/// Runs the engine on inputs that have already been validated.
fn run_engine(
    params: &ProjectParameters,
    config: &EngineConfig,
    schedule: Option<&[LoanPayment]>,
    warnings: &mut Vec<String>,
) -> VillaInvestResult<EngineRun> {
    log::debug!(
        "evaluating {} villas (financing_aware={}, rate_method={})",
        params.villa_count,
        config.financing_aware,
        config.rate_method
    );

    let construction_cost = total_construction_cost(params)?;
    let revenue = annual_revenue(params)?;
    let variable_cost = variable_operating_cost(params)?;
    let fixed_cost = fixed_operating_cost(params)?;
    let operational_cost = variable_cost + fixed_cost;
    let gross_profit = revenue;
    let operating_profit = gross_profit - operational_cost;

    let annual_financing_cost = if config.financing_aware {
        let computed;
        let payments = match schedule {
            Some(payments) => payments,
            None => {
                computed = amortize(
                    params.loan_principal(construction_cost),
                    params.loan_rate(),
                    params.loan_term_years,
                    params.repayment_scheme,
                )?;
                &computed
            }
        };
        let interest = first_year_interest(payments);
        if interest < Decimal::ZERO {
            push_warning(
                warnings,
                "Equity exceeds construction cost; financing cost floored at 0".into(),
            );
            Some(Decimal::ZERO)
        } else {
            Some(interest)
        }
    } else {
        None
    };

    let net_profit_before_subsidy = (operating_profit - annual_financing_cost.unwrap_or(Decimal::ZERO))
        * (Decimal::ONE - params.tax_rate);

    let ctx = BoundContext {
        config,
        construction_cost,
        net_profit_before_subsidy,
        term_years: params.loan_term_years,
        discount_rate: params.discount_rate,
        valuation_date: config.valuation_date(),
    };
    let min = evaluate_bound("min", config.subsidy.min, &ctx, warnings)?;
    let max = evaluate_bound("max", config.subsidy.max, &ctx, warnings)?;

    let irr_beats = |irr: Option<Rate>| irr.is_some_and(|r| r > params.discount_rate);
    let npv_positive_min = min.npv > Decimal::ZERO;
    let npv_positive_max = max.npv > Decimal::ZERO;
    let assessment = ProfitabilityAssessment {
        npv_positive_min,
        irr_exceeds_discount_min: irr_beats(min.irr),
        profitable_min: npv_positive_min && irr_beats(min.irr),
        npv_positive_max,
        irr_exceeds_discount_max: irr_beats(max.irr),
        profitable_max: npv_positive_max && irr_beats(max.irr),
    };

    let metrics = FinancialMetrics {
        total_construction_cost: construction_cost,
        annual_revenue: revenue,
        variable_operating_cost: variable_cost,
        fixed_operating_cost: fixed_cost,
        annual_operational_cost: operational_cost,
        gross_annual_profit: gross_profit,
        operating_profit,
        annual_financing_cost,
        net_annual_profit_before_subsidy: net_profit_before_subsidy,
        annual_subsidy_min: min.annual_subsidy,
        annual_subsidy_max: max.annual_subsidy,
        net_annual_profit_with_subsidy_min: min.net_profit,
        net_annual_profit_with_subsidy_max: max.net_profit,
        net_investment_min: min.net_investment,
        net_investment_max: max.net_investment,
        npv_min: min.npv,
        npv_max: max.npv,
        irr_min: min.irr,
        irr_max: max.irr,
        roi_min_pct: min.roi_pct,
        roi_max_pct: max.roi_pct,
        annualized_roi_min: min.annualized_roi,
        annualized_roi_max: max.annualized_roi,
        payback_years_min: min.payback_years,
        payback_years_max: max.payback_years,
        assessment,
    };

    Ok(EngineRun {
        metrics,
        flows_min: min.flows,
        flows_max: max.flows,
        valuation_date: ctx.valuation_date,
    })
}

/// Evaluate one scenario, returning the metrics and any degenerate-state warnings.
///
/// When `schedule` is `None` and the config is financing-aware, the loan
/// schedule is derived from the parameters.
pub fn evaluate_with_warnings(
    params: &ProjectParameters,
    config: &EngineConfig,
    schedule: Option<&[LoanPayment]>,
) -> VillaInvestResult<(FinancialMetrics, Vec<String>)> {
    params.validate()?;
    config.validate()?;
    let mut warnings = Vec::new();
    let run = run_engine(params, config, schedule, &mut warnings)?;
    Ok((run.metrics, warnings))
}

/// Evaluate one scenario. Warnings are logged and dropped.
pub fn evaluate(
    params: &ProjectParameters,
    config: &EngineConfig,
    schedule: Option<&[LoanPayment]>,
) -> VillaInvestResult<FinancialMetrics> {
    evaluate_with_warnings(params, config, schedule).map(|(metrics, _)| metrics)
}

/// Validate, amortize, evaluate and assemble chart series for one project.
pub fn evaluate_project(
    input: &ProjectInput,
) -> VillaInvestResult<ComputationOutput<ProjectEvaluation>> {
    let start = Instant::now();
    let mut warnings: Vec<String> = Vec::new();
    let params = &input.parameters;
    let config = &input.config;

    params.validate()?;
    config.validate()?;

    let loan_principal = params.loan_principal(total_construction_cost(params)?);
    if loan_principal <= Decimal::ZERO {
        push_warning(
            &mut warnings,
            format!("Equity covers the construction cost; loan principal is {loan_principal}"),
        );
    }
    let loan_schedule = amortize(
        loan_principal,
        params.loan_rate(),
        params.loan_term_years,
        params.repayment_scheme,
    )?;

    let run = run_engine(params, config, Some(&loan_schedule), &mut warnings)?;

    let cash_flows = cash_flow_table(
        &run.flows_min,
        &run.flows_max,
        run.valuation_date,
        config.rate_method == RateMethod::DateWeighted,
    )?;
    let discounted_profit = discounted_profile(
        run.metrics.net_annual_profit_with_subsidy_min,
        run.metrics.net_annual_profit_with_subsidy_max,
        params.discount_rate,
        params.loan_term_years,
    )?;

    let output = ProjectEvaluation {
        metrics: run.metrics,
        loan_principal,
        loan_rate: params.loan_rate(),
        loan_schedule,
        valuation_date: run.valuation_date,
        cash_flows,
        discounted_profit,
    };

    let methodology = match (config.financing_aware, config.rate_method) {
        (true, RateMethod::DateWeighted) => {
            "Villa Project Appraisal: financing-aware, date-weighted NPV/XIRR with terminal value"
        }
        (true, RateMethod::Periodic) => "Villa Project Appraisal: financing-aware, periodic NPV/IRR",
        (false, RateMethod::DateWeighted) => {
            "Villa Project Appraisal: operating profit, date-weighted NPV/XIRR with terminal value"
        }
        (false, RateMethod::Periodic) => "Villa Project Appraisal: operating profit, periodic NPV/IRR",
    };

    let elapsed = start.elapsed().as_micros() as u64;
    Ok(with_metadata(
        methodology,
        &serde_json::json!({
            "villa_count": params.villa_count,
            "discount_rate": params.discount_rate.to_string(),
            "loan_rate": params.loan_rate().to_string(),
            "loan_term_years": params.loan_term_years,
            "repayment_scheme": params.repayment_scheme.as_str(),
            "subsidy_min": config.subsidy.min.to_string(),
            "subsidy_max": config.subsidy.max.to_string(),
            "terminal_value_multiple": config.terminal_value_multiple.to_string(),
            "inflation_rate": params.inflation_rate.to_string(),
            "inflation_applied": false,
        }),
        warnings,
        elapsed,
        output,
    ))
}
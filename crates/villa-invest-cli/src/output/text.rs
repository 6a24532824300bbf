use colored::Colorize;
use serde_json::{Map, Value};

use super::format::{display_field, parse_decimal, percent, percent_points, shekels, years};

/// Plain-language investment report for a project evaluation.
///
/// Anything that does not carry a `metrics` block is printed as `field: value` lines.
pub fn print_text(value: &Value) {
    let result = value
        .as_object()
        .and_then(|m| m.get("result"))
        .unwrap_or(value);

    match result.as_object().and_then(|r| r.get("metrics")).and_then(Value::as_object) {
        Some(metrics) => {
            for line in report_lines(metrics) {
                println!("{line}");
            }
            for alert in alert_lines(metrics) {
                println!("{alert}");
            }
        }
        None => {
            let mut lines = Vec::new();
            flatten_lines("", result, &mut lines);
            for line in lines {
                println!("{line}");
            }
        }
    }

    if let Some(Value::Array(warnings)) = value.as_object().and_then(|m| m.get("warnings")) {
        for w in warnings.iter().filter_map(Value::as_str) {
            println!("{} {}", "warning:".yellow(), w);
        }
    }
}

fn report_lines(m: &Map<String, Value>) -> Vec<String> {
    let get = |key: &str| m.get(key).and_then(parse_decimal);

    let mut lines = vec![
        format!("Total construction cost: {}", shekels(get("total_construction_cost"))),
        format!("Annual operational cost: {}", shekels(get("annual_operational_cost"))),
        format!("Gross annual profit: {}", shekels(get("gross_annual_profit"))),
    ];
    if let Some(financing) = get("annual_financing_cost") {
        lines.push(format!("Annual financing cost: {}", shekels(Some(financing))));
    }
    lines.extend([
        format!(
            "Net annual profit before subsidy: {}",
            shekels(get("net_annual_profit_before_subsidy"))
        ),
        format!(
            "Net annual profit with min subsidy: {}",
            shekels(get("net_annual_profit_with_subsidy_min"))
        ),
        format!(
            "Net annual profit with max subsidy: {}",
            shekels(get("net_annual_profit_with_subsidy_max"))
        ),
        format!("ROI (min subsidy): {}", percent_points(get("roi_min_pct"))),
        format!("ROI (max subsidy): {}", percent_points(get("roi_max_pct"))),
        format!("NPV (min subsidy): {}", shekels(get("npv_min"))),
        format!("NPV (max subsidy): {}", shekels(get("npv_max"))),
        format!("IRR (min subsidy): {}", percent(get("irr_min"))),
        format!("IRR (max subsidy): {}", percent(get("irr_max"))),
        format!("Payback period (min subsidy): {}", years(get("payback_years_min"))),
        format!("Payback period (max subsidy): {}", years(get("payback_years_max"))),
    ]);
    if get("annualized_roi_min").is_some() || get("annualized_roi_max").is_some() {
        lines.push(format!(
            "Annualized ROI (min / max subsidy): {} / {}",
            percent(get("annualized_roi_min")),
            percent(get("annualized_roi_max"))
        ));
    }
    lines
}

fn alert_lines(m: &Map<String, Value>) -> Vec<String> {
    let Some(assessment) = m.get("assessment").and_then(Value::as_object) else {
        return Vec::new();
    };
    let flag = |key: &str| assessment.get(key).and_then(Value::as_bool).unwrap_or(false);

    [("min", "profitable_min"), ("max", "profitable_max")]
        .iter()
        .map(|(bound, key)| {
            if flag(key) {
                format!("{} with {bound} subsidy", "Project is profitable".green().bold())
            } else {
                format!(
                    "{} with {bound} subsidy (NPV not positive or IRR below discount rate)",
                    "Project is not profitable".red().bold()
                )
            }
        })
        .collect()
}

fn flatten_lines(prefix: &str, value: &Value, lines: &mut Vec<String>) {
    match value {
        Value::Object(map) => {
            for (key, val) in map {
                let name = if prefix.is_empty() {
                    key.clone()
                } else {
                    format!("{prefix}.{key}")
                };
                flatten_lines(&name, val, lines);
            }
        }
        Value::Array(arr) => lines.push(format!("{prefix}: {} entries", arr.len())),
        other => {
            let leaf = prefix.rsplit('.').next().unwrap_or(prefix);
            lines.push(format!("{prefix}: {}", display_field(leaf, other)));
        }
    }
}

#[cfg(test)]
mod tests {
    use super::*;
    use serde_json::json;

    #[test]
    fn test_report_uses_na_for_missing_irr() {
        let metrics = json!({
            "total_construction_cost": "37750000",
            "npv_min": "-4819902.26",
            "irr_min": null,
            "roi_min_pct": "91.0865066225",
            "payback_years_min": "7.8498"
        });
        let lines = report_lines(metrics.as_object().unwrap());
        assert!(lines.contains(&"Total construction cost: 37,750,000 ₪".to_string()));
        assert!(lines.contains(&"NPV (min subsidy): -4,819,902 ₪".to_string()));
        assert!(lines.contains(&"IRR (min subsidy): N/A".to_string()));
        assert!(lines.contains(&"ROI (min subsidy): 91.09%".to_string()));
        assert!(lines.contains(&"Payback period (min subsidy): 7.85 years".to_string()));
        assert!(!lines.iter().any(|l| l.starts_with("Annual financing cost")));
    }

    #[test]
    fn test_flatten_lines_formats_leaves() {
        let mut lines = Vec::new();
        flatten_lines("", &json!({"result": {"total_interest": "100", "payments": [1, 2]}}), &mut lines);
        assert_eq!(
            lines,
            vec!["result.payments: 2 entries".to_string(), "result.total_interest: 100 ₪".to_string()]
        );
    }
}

## ACTIVITY
From the records above, pull every line that carries the word "iter".

## SOLUTION FOR THIS PROBLEM
        for w in warnings.iter().filter_map(Value::as_str) {
        .iter()
        assert!(!lines.iter().any(|l| l.starts_with("Annual financing cost")));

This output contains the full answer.